Up to and including the line with "model.connect(x, e, 1.0, false).unwrap();", output the records exactly as they appear.

Data to examine |
*** Block opens ***
use crate::model::{BasisStatus, Equation, Model, RelKind, Sense, VarKind, Variable};

#[test]
fn pushing_grows_the_graph_shape() {
    let mut model = Model::new(Sense::Minimize);
    let x = model.push_variable(Variable::continuous(0.0, 10.0));
    let e = model.push_equation(Equation::equality(5.0));

    model.connect(x, e, 1.0, false).unwrap();
    assert_eq!(model.graph().edge_count(), 1);
    assert_eq!(model.graph().variable_count(), 1);
    assert_eq!(model.graph().equation_count(), 1);

    // Later growth keeps earlier edges intact.
    let y = model.push_variable(Variable::free());
    model.connect(y, e, -1.0, true).unwrap();
    assert_eq!(model.graph().edge_count(), 2);
}

#[test]
fn objective_must_reference_an_existing_variable() {
    let mut model = Model::new(Sense::Maximize);
    assert!(model.set_objective(0).is_err());
    assert!(!model.is_optimization());

    let z = model.push_variable(Variable::free());
    model.set_objective(z).unwrap();
    assert!(model.is_optimization());
    assert_eq!(model.objective(), Some(z));
}

#[test]
fn sense_sign_flips_for_maximization() {
    assert_eq!(Sense::Minimize.sign(), 1.0);
    assert_eq!(Sense::Maximize.sign(), -1.0);
}

#[test]
fn variable_constructors_set_the_expected_kind_and_bounds() {
    let b = Variable::binary();
    assert_eq!(b.kind, VarKind::Binary);
    assert_eq!((b.lower, b.upper), (0.0, 1.0));
    assert_eq!(b.basis, BasisStatus::Unset);
    assert_eq!(b.scale, 1.0);
    assert_eq!(b.priority, 1.0);

    let f = Variable::free();
    assert_eq!(f.lower, f64::NEG_INFINITY);
    assert_eq!(f.upper, f64::INFINITY);
    assert!(VarKind::Sos1.is_sos());
    assert!(!VarKind::Continuous.is_sos());
}

#[test]
fn only_the_first_four_relational_kinds_are_supported() {
    for kind in [
        RelKind::Equality,
        RelKind::GreaterEq,
        RelKind::LessEq,
        RelKind::Free,
    ] {
        assert!(kind.is_supported());
    }
    for kind in [RelKind::External, RelKind::Conic, RelKind::Logical] {
        assert!(!kind.is_supported());
    }
}
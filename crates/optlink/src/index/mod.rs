
///
/// ActiveMap
///
/// Dense renumbering of one space (variables or equations) under a
/// keep/drop filter. Kept items receive sequential active indices in their
/// original total order; dropped items map to [`Slot::Deleted`].
///
/// Invariants:
/// - active indices are a gap-free, order-preserving permutation of the
///   kept items: `active_count == total_len - dropped_count` exactly;
/// - no duplicate or out-of-range active index is ever produced;
/// - the map is immutable once built and lives for one export only.
///

#[derive(Clone, Copy, Debug, Eq, PartialEq)]
pub enum Slot {
    Active(usize),
    Deleted,
}

#[derive(Debug)]
pub struct ActiveMap {
    slots: Vec<Slot>,
    /// Total index of each active item, in active order.
    kept: Vec<usize>,
}

impl ActiveMap {
    /// Build the map in a single linear pass over the total space.
    pub fn build(total_len: usize, mut keep: impl FnMut(usize) -> bool) -> Self {
        let mut slots = Vec::with_capacity(total_len);
        let mut kept = Vec::new();

        for total in 0..total_len {
            if keep(total) {
                slots.push(Slot::Active(kept.len()));
                kept.push(total);
            } else {
                slots.push(Slot::Deleted);
            }
        }

        Self { slots, kept }
    }

    #[must_use]
    pub fn total_len(&self) -> usize {
        self.slots.len()
    }

    #[must_use]
    pub fn active_count(&self) -> usize {
        self.kept.len()
    }

    #[must_use]
    pub fn dropped_count(&self) -> usize {
        self.slots.len() - self.kept.len()
    }

    /// Active index of a total index, or `None` when dropped.
    #[must_use]
    pub fn active_of(&self, total: usize) -> Option<usize> {
        match self.slots.get(total) {
            Some(Slot::Active(active)) => Some(*active),
            _ => None,
        }
    }

    /// Total index of an active index. Inverse of [`Self::active_of`].
    #[must_use]
    pub fn total_of(&self, active: usize) -> Option<usize> {
        self.kept.get(active).copied()
    }

    #[must_use]
    pub fn is_kept(&self, total: usize) -> bool {
        matches!(self.slots.get(total), Some(Slot::Active(_)))
    }

    /// Kept items as `(total, active)` pairs, in total (== active) order.
    pub fn kept(&self) -> impl Iterator<Item = (usize, usize)> + '_ {
        self.kept.iter().copied().enumerate().map(|(a, t)| (t, a))
    }
}
use crate::{
    bytecode::{ArgKind, Bytecode, ConstPool, Instr, Opcode},
    error::BridgeError,
    index::ActiveMap,
    model::{Equation, ExprSource, RawCode},
};

///
/// ExpressionCompiler
///
/// Collaborator that compiles a row's expression representation into the
/// foreign bytecode convention. Only the output contract is consumed here:
/// instruction/argument arrays plus code length, with variable arguments
/// already in 1-based active numbering and constants interned into the
/// shared pool.
///

pub trait ExpressionCompiler {
    fn compile(
        &self,
        equation_total: usize,
        variables: &ActiveMap,
        pool: &mut ConstPool,
    ) -> Result<RawCode, BridgeError>;
}

///
/// NoFreshCode
///
/// Stub compiler for callers whose rows are all inherited. Invoking it is
/// an unsupported-construct failure.
///

#[derive(Clone, Copy, Debug, Default)]
pub struct NoFreshCode;

impl ExpressionCompiler for NoFreshCode {
    fn compile(
        &self,
        equation_total: usize,
        _variables: &ActiveMap,
        _pool: &mut ConstPool,
    ) -> Result<RawCode, BridgeError> {
        Err(BridgeError::bytecode_unsupported(format!(
            "no expression compiler bound, cannot compile fresh code for equation {equation_total}"
        )))
    }
}

///
/// OpcodeTranslator
///
/// Turns one row's code source into a validated instruction stream.
///
/// Inherited streams are copied with every variable argument remapped from
/// 1-based total to 1-based active numbering; a variable filtered out of
/// the active space is folded into the constant pool at its current level,
/// through the opcode's constant counterpart. Fresh streams come from the
/// expression compiler already in active numbering.
///
/// Either way the trailing store is rewritten to target 1 + the row's
/// active index, and the full range validation of [`Bytecode::validate`]
/// runs before the stream is returned.
///

pub struct OpcodeTranslator<'a> {
    variable_levels: &'a [f64],
    variables: &'a ActiveMap,
}

impl<'a> OpcodeTranslator<'a> {
    #[must_use]
    pub const fn new(variable_levels: &'a [f64], variables: &'a ActiveMap) -> Self {
        Self {
            variable_levels,
            variables,
        }
    }

    /// Translate one quadratic or nonlinear row.
    pub fn translate(
        &self,
        equation_total: usize,
        equation: &Equation,
        active_row: usize,
        pool: &mut ConstPool,
        compiler: &dyn ExpressionCompiler,
    ) -> Result<Bytecode, BridgeError> {
        let raw = match &equation.source {
            ExprSource::None => {
                return Err(BridgeError::bytecode_structural(format!(
                    "equation {equation_total} is classified {:?} but carries no code source",
                    equation.order
                )));
            }
            ExprSource::Inherited(raw) => self.remap_inherited(equation_total, raw, pool)?,
            ExprSource::Fresh => {
                let compiled = compiler.compile(equation_total, self.variables, pool)?;
                Self::decode_fresh(equation_total, &compiled)?
            }
        };

        let code = Self::seal(raw, active_row)?;
        code.validate(pool.len(), self.variables.active_count(), active_row)?;

        Ok(code)
    }

    /// Copy an ancestor stream, remapping variable arguments.
    fn remap_inherited(
        &self,
        equation_total: usize,
        raw: &RawCode,
        pool: &mut ConstPool,
    ) -> Result<Vec<Instr>, BridgeError> {
        if raw.codes.len() != raw.args.len() {
            return Err(BridgeError::bytecode_structural(format!(
                "equation {equation_total}: instruction and argument arrays differ in length ({} vs {})",
                raw.codes.len(),
                raw.args.len()
            )));
        }

        let mut out = Vec::with_capacity(raw.len());
        for (pos, (&code, &arg)) in raw.codes.iter().zip(&raw.args).enumerate() {
            let op = Opcode::decode(code).ok_or_else(|| {
                BridgeError::bytecode_unsupported(format!(
                    "equation {equation_total}: unknown opcode {code} at instruction {pos}"
                ))
            })?;

            if op.arg_kind() == ArgKind::Variable {
                out.push(self.remap_variable(equation_total, pos, op, arg, pool)?);
            } else {
                out.push(Instr::new(op, arg));
            }
        }

        Ok(out)
    }

    fn remap_variable(
        &self,
        equation_total: usize,
        pos: usize,
        op: Opcode,
        arg: i32,
        pool: &mut ConstPool,
    ) -> Result<Instr, BridgeError> {
        let total = usize::try_from(arg - 1).map_err(|_| {
            BridgeError::bytecode_range(format!(
                "equation {equation_total}: variable argument {arg} at instruction {pos} is not positive"
            ))
        })?;
        if total >= self.variables.total_len() {
            return Err(BridgeError::bytecode_range(format!(
                "equation {equation_total}: variable argument {arg} at instruction {pos} outside the total space [1, {}]",
                self.variables.total_len()
            )));
        }

        match self.variables.active_of(total) {
            Some(active) => Ok(Instr::new(
                op,
                i32::try_from(active + 1).unwrap_or(i32::MAX),
            )),
            None => {
                // The referenced variable is filtered out; fold it in as a
                // constant at its current level.
                let counterpart = op.constant_counterpart().ok_or_else(|| {
                    BridgeError::bytecode_unsupported(format!(
                        "equation {equation_total}: opcode {op:?} references deleted variable {total} and has no constant counterpart"
                    ))
                })?;
                let level = self.variable_levels.get(total).copied().unwrap_or(0.0);
                Ok(Instr::new(counterpart, pool.intern(level)))
            }
        }
    }

    /// Decode a freshly compiled stream; no remapping, the compiler already
    /// emits active numbering.
    fn decode_fresh(equation_total: usize, raw: &RawCode) -> Result<Vec<Instr>, BridgeError> {
        if raw.codes.len() != raw.args.len() {
            return Err(BridgeError::bytecode_structural(format!(
                "equation {equation_total}: compiler returned instruction and argument arrays of differing length ({} vs {})",
                raw.codes.len(),
                raw.args.len()
            )));
        }

        raw.codes
            .iter()
            .zip(&raw.args)
            .enumerate()
            .map(|(pos, (&code, &arg))| {
                Opcode::decode(code)
                    .map(|op| Instr::new(op, arg))
                    .ok_or_else(|| {
                        BridgeError::bytecode_unsupported(format!(
                            "equation {equation_total}: compiler emitted unknown opcode {code} at instruction {pos}"
                        ))
                    })
            })
            .collect()
    }

    /// Rewrite the trailing store to target this row's active index.
    fn seal(mut instrs: Vec<Instr>, active_row: usize) -> Result<Bytecode, BridgeError> {
        let Some(last) = instrs.last_mut() else {
            return Err(BridgeError::bytecode_structural(
                "instruction stream is empty",
            ));
        };
        if last.op != Opcode::Store {
            return Err(BridgeError::bytecode_structural(format!(
                "instruction stream must end in a store, found {:?}",
                last.op
            )));
        }
        last.arg = i32::try_from(active_row + 1).unwrap_or(i32::MAX);

        Ok(Bytecode::from_instrs(instrs))
    }
}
*** Block closes ***
Answer for the task |
use crate::model::{BasisStatus, Equation, Model, RelKind, Sense, VarKind, Variable};

#[test]
fn pushing_grows_the_graph_shape() {
    let mut model = Model::new(Sense::Minimize);
    let x = model.push_variable(Variable::continuous(0.0, 10.0));
    let e = model.push_equation(Equation::equality(5.0));

    model.connect(x, e, 1.0, false).unwrap();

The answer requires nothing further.